• **What the exercise asks**
Go through the entries below. Copy out every line that contains "tags".

• **Information shown**

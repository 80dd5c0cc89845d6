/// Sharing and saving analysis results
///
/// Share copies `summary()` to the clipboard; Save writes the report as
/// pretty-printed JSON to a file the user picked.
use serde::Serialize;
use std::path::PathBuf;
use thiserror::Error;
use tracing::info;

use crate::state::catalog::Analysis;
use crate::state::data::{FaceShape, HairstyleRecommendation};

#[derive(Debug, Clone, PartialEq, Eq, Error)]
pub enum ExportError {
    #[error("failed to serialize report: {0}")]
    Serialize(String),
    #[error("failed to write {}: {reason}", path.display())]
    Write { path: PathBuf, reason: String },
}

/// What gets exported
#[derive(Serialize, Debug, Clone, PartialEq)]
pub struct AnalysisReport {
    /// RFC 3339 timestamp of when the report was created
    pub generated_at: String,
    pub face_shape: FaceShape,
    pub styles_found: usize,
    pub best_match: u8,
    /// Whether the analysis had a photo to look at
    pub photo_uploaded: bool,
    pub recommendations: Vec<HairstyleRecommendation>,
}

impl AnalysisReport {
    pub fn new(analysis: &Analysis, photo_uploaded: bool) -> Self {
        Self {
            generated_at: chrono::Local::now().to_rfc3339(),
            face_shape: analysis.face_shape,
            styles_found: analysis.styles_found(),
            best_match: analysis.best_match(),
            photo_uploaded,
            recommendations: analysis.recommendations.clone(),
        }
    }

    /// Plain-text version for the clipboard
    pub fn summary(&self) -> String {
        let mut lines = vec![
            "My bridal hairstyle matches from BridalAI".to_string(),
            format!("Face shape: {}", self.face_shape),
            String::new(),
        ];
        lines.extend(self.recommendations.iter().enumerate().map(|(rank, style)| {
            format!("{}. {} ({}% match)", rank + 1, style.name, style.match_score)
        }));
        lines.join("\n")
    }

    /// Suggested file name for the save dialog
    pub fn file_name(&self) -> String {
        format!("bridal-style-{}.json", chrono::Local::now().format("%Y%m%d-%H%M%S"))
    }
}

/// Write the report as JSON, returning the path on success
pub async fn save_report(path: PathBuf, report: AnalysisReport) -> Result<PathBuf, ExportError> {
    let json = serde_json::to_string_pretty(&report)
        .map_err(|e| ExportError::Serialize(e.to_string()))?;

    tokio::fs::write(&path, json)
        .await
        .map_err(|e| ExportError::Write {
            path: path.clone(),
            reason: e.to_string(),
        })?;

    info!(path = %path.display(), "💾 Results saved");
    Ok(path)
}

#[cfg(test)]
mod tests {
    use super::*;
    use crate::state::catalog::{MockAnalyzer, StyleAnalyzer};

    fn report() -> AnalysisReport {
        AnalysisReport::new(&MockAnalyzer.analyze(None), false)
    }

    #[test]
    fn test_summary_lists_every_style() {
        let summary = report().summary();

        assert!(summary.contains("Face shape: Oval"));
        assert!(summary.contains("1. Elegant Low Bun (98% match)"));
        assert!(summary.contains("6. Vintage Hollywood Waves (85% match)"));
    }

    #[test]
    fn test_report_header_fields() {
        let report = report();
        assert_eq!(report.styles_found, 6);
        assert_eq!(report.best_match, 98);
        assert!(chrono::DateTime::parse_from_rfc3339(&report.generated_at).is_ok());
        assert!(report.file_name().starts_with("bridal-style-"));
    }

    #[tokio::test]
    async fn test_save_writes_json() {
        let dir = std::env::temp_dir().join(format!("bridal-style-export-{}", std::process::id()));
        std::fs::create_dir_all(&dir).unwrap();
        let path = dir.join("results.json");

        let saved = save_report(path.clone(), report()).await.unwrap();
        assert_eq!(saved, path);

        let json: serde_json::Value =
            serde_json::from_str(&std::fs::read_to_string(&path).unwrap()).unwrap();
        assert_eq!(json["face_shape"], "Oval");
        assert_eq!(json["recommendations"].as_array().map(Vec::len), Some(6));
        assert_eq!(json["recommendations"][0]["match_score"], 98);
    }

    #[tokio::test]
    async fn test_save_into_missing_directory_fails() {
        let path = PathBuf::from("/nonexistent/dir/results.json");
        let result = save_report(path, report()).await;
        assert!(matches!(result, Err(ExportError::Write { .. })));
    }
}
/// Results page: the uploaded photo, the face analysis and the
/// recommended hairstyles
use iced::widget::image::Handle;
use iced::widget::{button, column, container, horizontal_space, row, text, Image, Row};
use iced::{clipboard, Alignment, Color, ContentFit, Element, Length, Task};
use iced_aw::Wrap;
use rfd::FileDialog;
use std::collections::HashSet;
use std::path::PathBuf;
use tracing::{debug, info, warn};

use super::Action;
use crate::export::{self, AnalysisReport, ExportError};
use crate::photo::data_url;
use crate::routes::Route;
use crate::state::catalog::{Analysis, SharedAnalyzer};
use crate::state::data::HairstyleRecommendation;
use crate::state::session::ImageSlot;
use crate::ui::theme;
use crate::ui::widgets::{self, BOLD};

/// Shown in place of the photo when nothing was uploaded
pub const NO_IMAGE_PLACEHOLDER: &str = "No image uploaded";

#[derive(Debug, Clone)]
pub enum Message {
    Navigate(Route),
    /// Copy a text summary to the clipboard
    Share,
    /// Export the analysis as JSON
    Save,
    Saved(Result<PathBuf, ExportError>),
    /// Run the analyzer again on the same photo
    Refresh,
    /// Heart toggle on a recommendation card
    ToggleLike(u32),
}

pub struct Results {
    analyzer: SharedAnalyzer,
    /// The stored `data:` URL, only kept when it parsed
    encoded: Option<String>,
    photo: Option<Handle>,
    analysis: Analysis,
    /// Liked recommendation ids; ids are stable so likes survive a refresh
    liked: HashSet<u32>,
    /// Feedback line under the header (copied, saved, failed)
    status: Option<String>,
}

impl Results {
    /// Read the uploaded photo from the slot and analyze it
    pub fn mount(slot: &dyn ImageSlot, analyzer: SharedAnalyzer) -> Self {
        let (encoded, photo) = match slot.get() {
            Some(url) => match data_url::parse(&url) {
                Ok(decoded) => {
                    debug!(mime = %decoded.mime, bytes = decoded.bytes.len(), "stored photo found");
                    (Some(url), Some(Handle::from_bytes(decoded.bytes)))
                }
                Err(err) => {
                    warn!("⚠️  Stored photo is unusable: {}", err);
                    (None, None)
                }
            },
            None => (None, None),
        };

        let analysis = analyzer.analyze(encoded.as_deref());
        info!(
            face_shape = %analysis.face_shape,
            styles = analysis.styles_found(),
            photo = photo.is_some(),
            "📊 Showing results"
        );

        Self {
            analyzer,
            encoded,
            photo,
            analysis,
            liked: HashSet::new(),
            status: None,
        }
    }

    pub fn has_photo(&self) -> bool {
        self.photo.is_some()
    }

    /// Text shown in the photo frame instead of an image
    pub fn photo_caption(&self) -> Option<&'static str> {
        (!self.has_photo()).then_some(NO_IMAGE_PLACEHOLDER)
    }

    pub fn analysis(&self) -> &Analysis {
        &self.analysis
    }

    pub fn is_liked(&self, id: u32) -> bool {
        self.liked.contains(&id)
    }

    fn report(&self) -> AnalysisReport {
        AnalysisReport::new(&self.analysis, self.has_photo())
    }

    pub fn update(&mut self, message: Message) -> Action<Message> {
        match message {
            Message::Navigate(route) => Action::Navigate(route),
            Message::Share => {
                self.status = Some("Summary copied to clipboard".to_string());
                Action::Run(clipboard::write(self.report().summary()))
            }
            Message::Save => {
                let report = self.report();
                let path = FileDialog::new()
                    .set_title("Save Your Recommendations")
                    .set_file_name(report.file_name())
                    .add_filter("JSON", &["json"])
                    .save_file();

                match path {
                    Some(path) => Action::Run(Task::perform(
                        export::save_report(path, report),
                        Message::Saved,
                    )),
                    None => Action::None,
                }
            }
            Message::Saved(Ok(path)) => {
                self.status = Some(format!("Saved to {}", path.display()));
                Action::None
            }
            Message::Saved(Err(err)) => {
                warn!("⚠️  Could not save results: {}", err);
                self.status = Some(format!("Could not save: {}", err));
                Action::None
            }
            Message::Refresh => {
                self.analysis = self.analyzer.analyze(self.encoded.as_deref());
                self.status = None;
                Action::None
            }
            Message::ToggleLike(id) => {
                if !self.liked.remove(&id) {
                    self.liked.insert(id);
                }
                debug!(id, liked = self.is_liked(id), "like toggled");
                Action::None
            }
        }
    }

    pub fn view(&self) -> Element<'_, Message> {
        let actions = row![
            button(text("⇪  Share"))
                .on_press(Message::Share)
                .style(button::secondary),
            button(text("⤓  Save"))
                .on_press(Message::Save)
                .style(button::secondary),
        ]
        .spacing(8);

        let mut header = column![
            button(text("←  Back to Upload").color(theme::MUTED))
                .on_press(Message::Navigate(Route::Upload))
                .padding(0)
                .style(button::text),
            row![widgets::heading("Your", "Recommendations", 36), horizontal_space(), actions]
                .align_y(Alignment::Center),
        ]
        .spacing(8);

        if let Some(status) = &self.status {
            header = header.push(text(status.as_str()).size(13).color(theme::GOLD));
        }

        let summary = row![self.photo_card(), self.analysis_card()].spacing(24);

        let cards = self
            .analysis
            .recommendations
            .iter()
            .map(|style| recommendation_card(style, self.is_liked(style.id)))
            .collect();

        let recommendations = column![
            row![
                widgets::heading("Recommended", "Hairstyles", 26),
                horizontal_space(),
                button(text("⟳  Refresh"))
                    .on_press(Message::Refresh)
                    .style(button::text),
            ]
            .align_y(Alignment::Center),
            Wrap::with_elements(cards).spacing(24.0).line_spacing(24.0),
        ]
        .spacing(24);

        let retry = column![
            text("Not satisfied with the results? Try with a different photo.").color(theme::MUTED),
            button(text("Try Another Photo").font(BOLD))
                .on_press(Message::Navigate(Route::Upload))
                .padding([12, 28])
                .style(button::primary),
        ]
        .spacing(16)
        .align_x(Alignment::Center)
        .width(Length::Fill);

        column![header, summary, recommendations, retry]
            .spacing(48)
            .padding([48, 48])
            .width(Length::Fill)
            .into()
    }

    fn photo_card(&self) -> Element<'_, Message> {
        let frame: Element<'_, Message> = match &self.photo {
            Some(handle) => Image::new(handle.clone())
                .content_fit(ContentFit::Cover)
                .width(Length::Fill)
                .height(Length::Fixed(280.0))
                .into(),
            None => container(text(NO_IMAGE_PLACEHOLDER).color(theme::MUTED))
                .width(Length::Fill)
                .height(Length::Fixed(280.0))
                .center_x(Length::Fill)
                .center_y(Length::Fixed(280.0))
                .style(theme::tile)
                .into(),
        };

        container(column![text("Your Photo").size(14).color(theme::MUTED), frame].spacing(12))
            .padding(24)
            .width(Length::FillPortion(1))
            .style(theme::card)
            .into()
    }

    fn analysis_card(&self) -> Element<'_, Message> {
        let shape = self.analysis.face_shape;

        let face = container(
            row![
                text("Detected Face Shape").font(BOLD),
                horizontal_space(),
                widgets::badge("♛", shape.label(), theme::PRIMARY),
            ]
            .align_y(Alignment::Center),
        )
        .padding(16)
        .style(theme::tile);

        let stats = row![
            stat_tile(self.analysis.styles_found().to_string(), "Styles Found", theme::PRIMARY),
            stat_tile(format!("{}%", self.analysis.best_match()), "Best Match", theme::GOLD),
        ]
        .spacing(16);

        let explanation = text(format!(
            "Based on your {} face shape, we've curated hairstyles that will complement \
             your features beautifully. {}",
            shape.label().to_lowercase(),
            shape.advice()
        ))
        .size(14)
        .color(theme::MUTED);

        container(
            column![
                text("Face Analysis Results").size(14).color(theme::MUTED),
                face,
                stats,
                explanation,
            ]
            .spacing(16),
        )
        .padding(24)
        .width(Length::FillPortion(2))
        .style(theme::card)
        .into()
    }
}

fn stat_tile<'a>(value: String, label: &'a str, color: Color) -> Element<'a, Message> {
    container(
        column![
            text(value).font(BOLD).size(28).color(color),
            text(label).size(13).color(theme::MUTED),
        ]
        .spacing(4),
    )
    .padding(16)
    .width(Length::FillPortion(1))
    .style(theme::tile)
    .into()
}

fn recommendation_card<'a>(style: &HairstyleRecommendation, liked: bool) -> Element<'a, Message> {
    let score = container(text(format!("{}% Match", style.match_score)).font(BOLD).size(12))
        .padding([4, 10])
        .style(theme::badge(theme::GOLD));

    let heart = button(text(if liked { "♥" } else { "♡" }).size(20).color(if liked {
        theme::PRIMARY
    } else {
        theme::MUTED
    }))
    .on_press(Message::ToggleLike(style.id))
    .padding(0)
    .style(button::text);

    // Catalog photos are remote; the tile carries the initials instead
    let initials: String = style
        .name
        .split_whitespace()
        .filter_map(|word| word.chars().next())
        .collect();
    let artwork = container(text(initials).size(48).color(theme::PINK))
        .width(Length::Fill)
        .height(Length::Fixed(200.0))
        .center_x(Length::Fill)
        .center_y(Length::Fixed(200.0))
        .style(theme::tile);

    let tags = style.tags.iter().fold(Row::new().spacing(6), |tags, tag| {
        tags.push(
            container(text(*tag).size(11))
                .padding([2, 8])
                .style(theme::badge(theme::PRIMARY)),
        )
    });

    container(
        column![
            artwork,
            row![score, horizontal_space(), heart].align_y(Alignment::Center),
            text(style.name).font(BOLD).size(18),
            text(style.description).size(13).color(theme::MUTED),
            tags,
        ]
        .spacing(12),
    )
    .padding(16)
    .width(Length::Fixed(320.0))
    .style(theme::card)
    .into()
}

• **Exercise answer**
    let tags = style.tags.iter().fold(Row::new().spacing(6), |tags, tag| {
        tags.push(
            tags,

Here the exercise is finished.